Rocé con mucha suavidad su cadera y deslicé las manos muy lentamente hasta sus nalgas. Quise darle tiempo para protestar, para retirarse, pero no se movió.
—Puede marcharse ahora mismo —aseguré. No sabía si estaba aterrada o si se estaba dejando hacer. Por fin se movió. Pero fue para inclinar su toroso sobre el asiento mientras seguía ofreciéndome su trasero.
Cerré la puerta y corrí las cortinas con rapidez, no fuera a ser que se arrepintiera. Encendí la luz del techo y me arrodillé sobre el asiento para tenerla entre mis piernas. Empecé a magrear sus nalgas, primero con delicadeza y luego, animado por sus suaves gemidos,  con insistencia. Estaba muy excitado, pero quería disfrutar de esta experiencia que todavía me parecía una fantasía imposible.

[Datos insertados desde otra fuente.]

//! OAuth2 PKCE browser consent flow.
//!
//! Opens the user's browser for consent, captures the redirect on a
//! short-lived localhost listener, exchanges the code for tokens, resolves
//! the owning identity via userinfo, and registers the account.
//!
//! The listener resolves a single-use channel exactly once; the waiting side
//! polls in small increments against a cancellation token so a test harness
//! can drive timeout and error paths without real sockets.

use std::io::{Read, Write};
use std::net::TcpListener;
use std::sync::atomic::{AtomicBool, Ordering};
use std::sync::mpsc;
use std::sync::Arc;
use std::time::{Duration, Instant};

use base64::Engine;
use sha2::{Digest, Sha256};

use crate::db::SyncDb;
use crate::util::email_to_token_filename;

use super::token_store::{TokenStore, LEGACY_IDENTITY};
use super::{Credential, GoogleApiError, AUTH_ENDPOINT, CLIENT_ID, CLIENT_SECRET,
            SCOPES, TOKEN_ENDPOINT, TOKEN_TIMEOUT};

/// Candidate localhost ports for the redirect listener, tried in order.
pub const REDIRECT_PORTS: &[u16] = &[8089, 8090, 8091, 8092];

/// How long to wait for the user to complete consent in the browser.
pub const REDIRECT_TIMEOUT: Duration = Duration::from_secs(120);

/// Poll interval for the cancellable redirect wait.
const WAIT_TICK: Duration = Duration::from_millis(250);

/// Cooperative cancellation handle for the interactive wait.
#[derive(Debug, Clone, Default)]
pub struct CancelToken(Arc<AtomicBool>);

impl CancelToken {
    pub fn new() -> Self {
        Self::default()
    }

    pub fn cancel(&self) {
        self.0.store(true, Ordering::Relaxed);
    }

    pub fn is_cancelled(&self) -> bool {
        self.0.load(Ordering::Relaxed)
    }
}

/// Observable flow state, mostly for test harnesses and progress UI.
#[derive(Debug, Clone, Copy, PartialEq, Eq)]
pub enum FlowState {
    Idle,
    AwaitingRedirect,
    ExchangingCode,
    Done,
    Failed,
}

/// What the redirect delivered.
#[derive(Debug, Clone, PartialEq, Eq)]
pub enum RedirectOutcome {
    Code(String),
    Denied(String),
}

/// Result of a completed consent flow.
#[derive(Debug, Clone)]
pub struct AuthOutcome {
    /// Resolved identity, None when the userinfo lookup failed and the
    /// credential went to the legacy slot.
    pub email: Option<String>,
    pub label: Option<String>,
    pub is_primary: bool,
}

/// Drives one interactive authorization handshake.
pub struct AuthFlow {
    store: TokenStore,
    state: FlowState,
}

impl AuthFlow {
    pub fn new(store: TokenStore) -> Self {
        Self {
            store,
            state: FlowState::Idle,
        }
    }

    pub fn state(&self) -> FlowState {
        self.state
    }

    /// Run the full consent flow. Blocks until the redirect arrives, the
    /// timeout elapses, or the token is cancelled.
    pub fn run(&mut self, db: &SyncDb, cancel: &CancelToken) -> Result<AuthOutcome, GoogleApiError> {
        let result = self.run_inner(db, cancel);
        self.state = match result {
            Ok(_) => FlowState::Done,
            Err(_) => FlowState::Failed,
        };
        result
    }

    fn run_inner(
        &mut self,
        db: &SyncDb,
        cancel: &CancelToken,
    ) -> Result<AuthOutcome, GoogleApiError> {
        let (verifier, challenge) = pkce_pair();

        let (listener, port) = bind_redirect_listener()?;
        let redirect_uri = format!("http://localhost:{port}");

        let auth_url = build_auth_url(&redirect_uri, &challenge);
        log::info!("Opening browser for Google OAuth consent on port {port}");
        if let Err(e) = open::that(&auth_url) {
            log::warn!("Failed to open browser: {e}. URL: {auth_url}");
        }

        self.state = FlowState::AwaitingRedirect;
        let rx = spawn_redirect_listener(listener);
        let outcome = wait_for_redirect(&rx, cancel, REDIRECT_TIMEOUT)?;

        let code = match outcome {
            RedirectOutcome::Code(code) => code,
            RedirectOutcome::Denied(reason) => return Err(GoogleApiError::FlowDenied(reason)),
        };

        self.state = FlowState::ExchangingCode;
        let credential = exchange_code(&code, &redirect_uri, &verifier)?;

        // Resolve the owning identity. On lookup failure the credential still
        // lands in the legacy slot so the user is not stuck, but no account
        // row is created.
        match super::fetch_user_identity(&credential.access_token) {
            Some((email, display_name)) => {
                self.store.save(&email, &credential)?;
                let token_file = email_to_token_filename(&email);
                let account = db
                    .register_account(&email, display_name.as_deref(), &token_file)
                    .map_err(GoogleApiError::Malformed)?;
                log::info!("Connected Google account {} (label {})", email, account.label);
                Ok(AuthOutcome {
                    email: Some(email),
                    label: Some(account.label),
                    is_primary: account.is_primary,
                })
            }
            None => {
                log::warn!("Userinfo lookup failed; saving credential to the legacy slot");
                self.store.save(LEGACY_IDENTITY, &credential)?;
                Ok(AuthOutcome {
                    email: None,
                    label: None,
                    is_primary: false,
                })
            }
        }
    }
}

/// Generate a PKCE verifier/challenge pair (S256).
fn pkce_pair() -> (String, String) {
    let engine = &base64::engine::general_purpose::URL_SAFE_NO_PAD;
    let random_bytes: [u8; 48] = rand::random();
    let verifier = engine.encode(random_bytes);
    let challenge = engine.encode(Sha256::digest(verifier.as_bytes()));
    (verifier, challenge)
}

/// Bind the first free port from the candidate list.
fn bind_redirect_listener() -> Result<(TcpListener, u16), GoogleApiError> {
    for &port in REDIRECT_PORTS {
        if let Ok(listener) = TcpListener::bind(("127.0.0.1", port)) {
            return Ok((listener, port));
        }
    }
    Err(GoogleApiError::NoPortAvailable)
}

fn build_auth_url(redirect_uri: &str, challenge: &str) -> String {
    let params = url::form_urlencoded::Serializer::new(String::new())
        .append_pair("client_id", CLIENT_ID)
        .append_pair("redirect_uri", redirect_uri)
        .append_pair("response_type", "code")
        .append_pair("scope", &SCOPES.join(" "))
        .append_pair("access_type", "offline")
        .append_pair("prompt", "consent")
        .append_pair("code_challenge", challenge)
        .append_pair("code_challenge_method", "S256")
        .finish();
    format!("{AUTH_ENDPOINT}?{params}")
}

/// Accept exactly one redirect request on a background thread and resolve
/// the channel once. The thread ends after the first request; if the wait
/// times out first, the thread stays parked on accept until process exit.
fn spawn_redirect_listener(listener: TcpListener) -> mpsc::Receiver<RedirectOutcome> {
    let (tx, rx) = mpsc::channel();
    std::thread::spawn(move || {
        let (mut stream, _) = match listener.accept() {
            Ok(pair) => pair,
            Err(e) => {
                log::warn!("Redirect listener accept failed: {e}");
                return;
            }
        };

        let mut buffer = [0u8; 4096];
        let n = stream.read(&mut buffer).unwrap_or(0);
        let request = String::from_utf8_lossy(&buffer[..n]).to_string();

        let outcome = parse_redirect_request(&request);
        match &outcome {
            Some(RedirectOutcome::Code(_)) => send_response(
                &mut stream,
                200,
                "Connected! You can close this tab.",
            ),
            Some(RedirectOutcome::Denied(reason)) => {
                send_response(&mut stream, 400, &format!("Authorization failed: {reason}"))
            }
            None => send_response(&mut stream, 400, "No authorization code received."),
        }

        if let Some(outcome) = outcome {
            let _ = tx.send(outcome);
        }
    });
    rx
}

/// Wait for the redirect outcome, polling so cancellation stays responsive.
fn wait_for_redirect(
    rx: &mpsc::Receiver<RedirectOutcome>,
    cancel: &CancelToken,
    timeout: Duration,
) -> Result<RedirectOutcome, GoogleApiError> {
    let deadline = Instant::now() + timeout;
    loop {
        if cancel.is_cancelled() {
            return Err(GoogleApiError::FlowCancelled);
        }
        if Instant::now() >= deadline {
            return Err(GoogleApiError::FlowTimeout);
        }
        match rx.recv_timeout(WAIT_TICK) {
            Ok(outcome) => return Ok(outcome),
            Err(mpsc::RecvTimeoutError::Timeout) => continue,
            Err(mpsc::RecvTimeoutError::Disconnected) => {
                return Err(GoogleApiError::FlowCancelled)
            }
        }
    }
}

/// Extract the authorization code or error from the raw redirect request.
///
/// Pure over the request text: `GET /?code=xxx&scope=... HTTP/1.1`.
pub fn parse_redirect_request(request: &str) -> Option<RedirectOutcome> {
    let path = request.lines().next()?.split_whitespace().nth(1)?;
    let query = path.split('?').nth(1)?;

    for (key, value) in url::form_urlencoded::parse(query.as_bytes()) {
        if key == "code" && !value.is_empty() {
            return Some(RedirectOutcome::Code(value.into_owned()));
        }
        if key == "error" {
            return Some(RedirectOutcome::Denied(value.into_owned()));
        }
    }
    None
}

fn send_response(stream: &mut impl Write, status: u16, message: &str) {
    let reason = if status == 200 { "OK" } else { "Bad Request" };
    let body = format!(
        "<html><body style=\"font-family: system-ui; text-align: center; padding: 40px;\">\
         <h2>{message}</h2></body></html>"
    );
    let response = format!(
        "HTTP/1.1 {status} {reason}\r\nContent-Type: text/html\r\nContent-Length: {}\r\n\r\n{body}",
        body.len(),
    );
    let _ = stream.write_all(response.as_bytes());
    let _ = stream.flush();
}

/// Exchange an authorization code (plus PKCE verifier) for tokens.
fn exchange_code(
    code: &str,
    redirect_uri: &str,
    verifier: &str,
) -> Result<Credential, GoogleApiError> {
    let client = reqwest::blocking::Client::new();
    let resp = client
        .post(TOKEN_ENDPOINT)
        .timeout(TOKEN_TIMEOUT)
        .form(&[
            ("client_id", CLIENT_ID),
            ("client_secret", CLIENT_SECRET),
            ("code", code),
            ("grant_type", "authorization_code"),
            ("redirect_uri", redirect_uri),
            ("code_verifier", verifier),
        ])
        .send()?;

    if !resp.status().is_success() {
        let status = resp.status().as_u16();
        let body = resp.text().unwrap_or_default();
        return Err(GoogleApiError::ApiError {
            status,
            message: format!("Token exchange failed: {body}"),
        });
    }

    Ok(resp.json()?)
}

#[cfg(test)]
mod tests {
    use super::*;

    #[test]
    fn test_parse_redirect_code() {
        let request = "GET /?code=4%2F0AbCdEf&scope=email HTTP/1.1\r\nHost: localhost\r\n\r\n";
        assert_eq!(
            parse_redirect_request(request),
            Some(RedirectOutcome::Code("4/0AbCdEf".to_string()))
        );
    }

    #[test]
    fn test_parse_redirect_denied() {
        let request = "GET /?error=access_denied HTTP/1.1\r\n\r\n";
        assert_eq!(
            parse_redirect_request(request),
            Some(RedirectOutcome::Denied("access_denied".to_string()))
        );
    }

    #[test]
    fn test_parse_redirect_no_query() {
        assert_eq!(parse_redirect_request("GET /favicon.ico HTTP/1.1\r\n\r\n"), None);
        assert_eq!(parse_redirect_request(""), None);
    }

    #[test]
    fn test_wait_resolves_on_channel_send() {
        let (tx, rx) = mpsc::channel();
        tx.send(RedirectOutcome::Code("abc".to_string())).unwrap();

        let outcome =
            wait_for_redirect(&rx, &CancelToken::new(), Duration::from_secs(5)).unwrap();
        assert_eq!(outcome, RedirectOutcome::Code("abc".to_string()));
    }

    #[test]
    fn test_wait_times_out() {
        let (_tx, rx) = mpsc::channel::<RedirectOutcome>();
        let err = wait_for_redirect(&rx, &CancelToken::new(), Duration::from_millis(50))
            .unwrap_err();
        assert!(matches!(err, GoogleApiError::FlowTimeout));
    }

    #[test]
    fn test_wait_observes_cancellation() {
        let (_tx, rx) = mpsc::channel::<RedirectOutcome>();
        let cancel = CancelToken::new();
        cancel.cancel();

        let err = wait_for_redirect(&rx, &cancel, Duration::from_secs(5)).unwrap_err();
        assert!(matches!(err, GoogleApiError::FlowCancelled));
    }

    #[test]
    fn test_pkce_pair_shape() {
        let (verifier, challenge) = pkce_pair();
        assert!(verifier.len() >= 43, "verifier must meet RFC 7636 minimum");
        assert_ne!(verifier, challenge);
        // base64url alphabet, no padding
        assert!(!challenge.contains('='));
        assert!(!challenge.contains('+'));
    }

    #[test]
    fn test_build_auth_url_carries_pkce() {
        let url = build_auth_url("http://localhost:8089", "challenge123");
        assert!(url.starts_with(AUTH_ENDPOINT));
        assert!(url.contains("code_challenge=challenge123"));
        assert!(url.contains("code_challenge_method=S256"));
        assert!(url.contains("access_type=offline"));
        assert!(url.contains("redirect_uri=http%3A%2F%2Flocalhost%3A8089"));
    }
}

Le bajé los pantalones elásticos y el tanga de una sola vez. Empecé a sudar en frío. Era sin duda el mejor culo que había visto en mi vida. Suave, terso, dispuesto. Cogí el bote de lubricante y el tapón se perdió debajo de los asientos. Qué fáciles parecían estas cosas en las películas porno. El chorro salió disparado sobre su piel y ella dio un respingo. Esparcí el gel con rapidez, noté un calor fresco en mis manos. Y como si hubiera hecho esto un millón de veces, empecé a lamer su piel embadurnada de lubricante con sabor a chocolate blanco. Ella seguía animándome con sus jadeos. No recuerdo muy bien cómo fui capaz de sacar un condón del envoltorio y ponérmelo, pero recuerdo muy bien cómo separé sus nalgas y desaparecí en su interior. El lubricante y el condón me dejaron deslizarme en ella sin esfuerzo, tan solo necesité agarrar sus caderas para atraerla o alejarla de mí. Lo más gratificante fue que ella también lo estaba disfrutando, gimiendo cada vez con menos pudor. Quise morirme así, viendo que mi fantasía se había cumplido y que era aún mejor de lo que había imaginado. Aumenté el ritmo, sorprendido de aguantar tanto tiempo, sorprendido de provocar un verdadero orgasmo en una mujer. Tal vez la primera vez que ocurría. Y con todos estos descubrimientos me desahogué dentro de esas nalgas maravillosas hasta quedar extenuado.
Nos quedamos un rato sentados en silencio, recuperando la respiración. Luego nos vestimos y la ayudé a bajar del camión. Nos sonreímos como dos extraños, que por alguna razón inexpugnable se caen en gracia.
—Gracias —dije sin saber muy bien qué decir—. Por… haber hecho realidad mi fantasía.
Me sentí ridículo, pero ella no se burló.
—Gracias por haber hecho realidad la mía.
La miré sorprendido.
—¿También soñabas con sexo anal?
—Fantaseaba con hacerlo con un camionero.
Nos reímos. Luego se despidió.  
—¡El mapa! —me acordé de pronto.
Ella se giró una última vez, me sonrió y me dijo adiós con la mano.
Claro, qué inocente seguía siendo, me reproché y desenvolví el bocadillo aplastado. Tenía un hambre voraz. Me lo comí en pocos bocados, a pesar del sabor a chocolate del jamón. Mientras masticaba vi alejarse a esa chica, que me había demostrado que las fantasías no son para avergonzarse. Todo el mundo tiene fantasías. ¿Cuál es la suya? ¿Ya ha tenido el valor de vivirla?